## Task prompt:
Up to and including the line containing "if version >", set down each line of the entries below exactly, starting from the first, and leave out the rest.

## Stored items:
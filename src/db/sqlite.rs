use std::path::Path;

use rusqlite::Connection;

use super::DatabaseError;

/// Open a SQLite connection to the given path and run migrations
pub fn open_database(path: &Path) -> Result<Connection, DatabaseError> {
    let conn = Connection::open(path)?;
    configure_pragmas(&conn)?;
    run_migrations(&conn)?;
    Ok(conn)
}

/// Open an in-memory database (for testing)
pub fn open_memory_database() -> Result<Connection, DatabaseError> {
    let conn = Connection::open_in_memory()?;
    configure_pragmas(&conn)?;
    run_migrations(&conn)?;
    Ok(conn)
}

fn configure_pragmas(conn: &Connection) -> Result<(), DatabaseError> {
    conn.execute_batch(
        "PRAGMA journal_mode=WAL;
         PRAGMA foreign_keys=ON;",
    )?;
    Ok(())
}

/// Run all pending migrations
pub fn run_migrations(conn: &Connection) -> Result<(), DatabaseError> {
    let current_version = get_current_version(conn);

    let migrations: Vec<(i64, &str)> = vec![(
        1,
        include_str!("../../resources/migrations/001_initial.sql"),
    )];

    for (version, sql) in migrations {
        if version > current_version {
            tracing::info!("Running migration v{version}");
            conn.execute_batch(sql)
                .map_err(|e| DatabaseError::MigrationFailed {
                    version,
                    reason: e.to_string(),
                })?;
        }
    }

    Ok(())
}

/// Get the current schema version (0 if no schema exists yet)
fn get_current_version(conn: &Connection) -> i64 {
    conn.query_row("SELECT MAX(version) FROM schema_version", [], |row| {
        row.get::<_, i64>(0)
    })
    .unwrap_or(0)
}

/// Count tables in the database (for verification)
pub fn count_tables(conn: &Connection) -> Result<i64, DatabaseError> {
    let count = conn.query_row(
        "SELECT COUNT(*) FROM sqlite_master WHERE type='table' AND name NOT LIKE 'sqlite_%'",
        [],
        |row| row.get::<_, i64>(0),
    )?;
    Ok(count)
}

#[cfg(test)]
mod tests {
    use super::*;

    #[test]
    fn database_initializes_all_tables() {
        let conn = open_memory_database().unwrap();
        // blood_analyses + biomarker_definitions + biomarker_results + schema_version
        let count = count_tables(&conn).unwrap();
        assert_eq!(count, 4, "Expected 4 tables, got {count}");
    }

    #[test]
    fn schema_version_is_current() {
        let conn = open_memory_database().unwrap();
        let version: i64 = conn
            .query_row("SELECT MAX(version) FROM schema_version", [], |row| row.get(0))
            .unwrap();
        assert_eq!(version, 1);
    }

    #[test]
    fn migration_idempotent() {
        let conn = open_memory_database().unwrap();
        // Run migrations again — should not error
        let result = run_migrations(&conn);
        assert!(result.is_ok());
    }

    #[test]
    fn foreign_keys_enabled() {
        let conn = open_memory_database().unwrap();
        let fk: i64 = conn
            .query_row("PRAGMA foreign_keys", [], |row| row.get(0))
            .unwrap();
        assert_eq!(fk, 1);
    }

    #[test]
    fn opens_on_disk_database() {
        let dir = tempfile::tempdir().unwrap();
        let path = dir.path().join("vitalog.db");
        let conn = open_database(&path).unwrap();
        assert!(count_tables(&conn).unwrap() >= 4);
        assert!(path.exists());
    }
}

## Completed exercise:
filename src/db/sqlite.rs
use std::path::Path;

use rusqlite::Connection;

use super::DatabaseError;

/// Open a SQLite connection to the given path and run migrations
pub fn open_database(path: &Path) -> Result<Connection, DatabaseError> {
    let conn = Connection::open(path)?;
    configure_pragmas(&conn)?;
    run_migrations(&conn)?;
    Ok(conn)
}

/// Open an in-memory database (for testing)
pub fn open_memory_database() -> Result<Connection, DatabaseError> {
    let conn = Connection::open_in_memory()?;
    configure_pragmas(&conn)?;
    run_migrations(&conn)?;
    Ok(conn)
}

fn configure_pragmas(conn: &Connection) -> Result<(), DatabaseError> {
    conn.execute_batch(
        "PRAGMA journal_mode=WAL;
         PRAGMA foreign_keys=ON;",
    )?;
    Ok(())
}

/// Run all pending migrations
pub fn run_migrations(conn: &Connection) -> Result<(), DatabaseError> {
    let current_version = get_current_version(conn);

    let migrations: Vec<(i64, &str)> = vec![(
        1,
        include_str!("../../resources/migrations/001_initial.sql"),
    )];

    for (version, sql) in migrations {
        if version > current_version {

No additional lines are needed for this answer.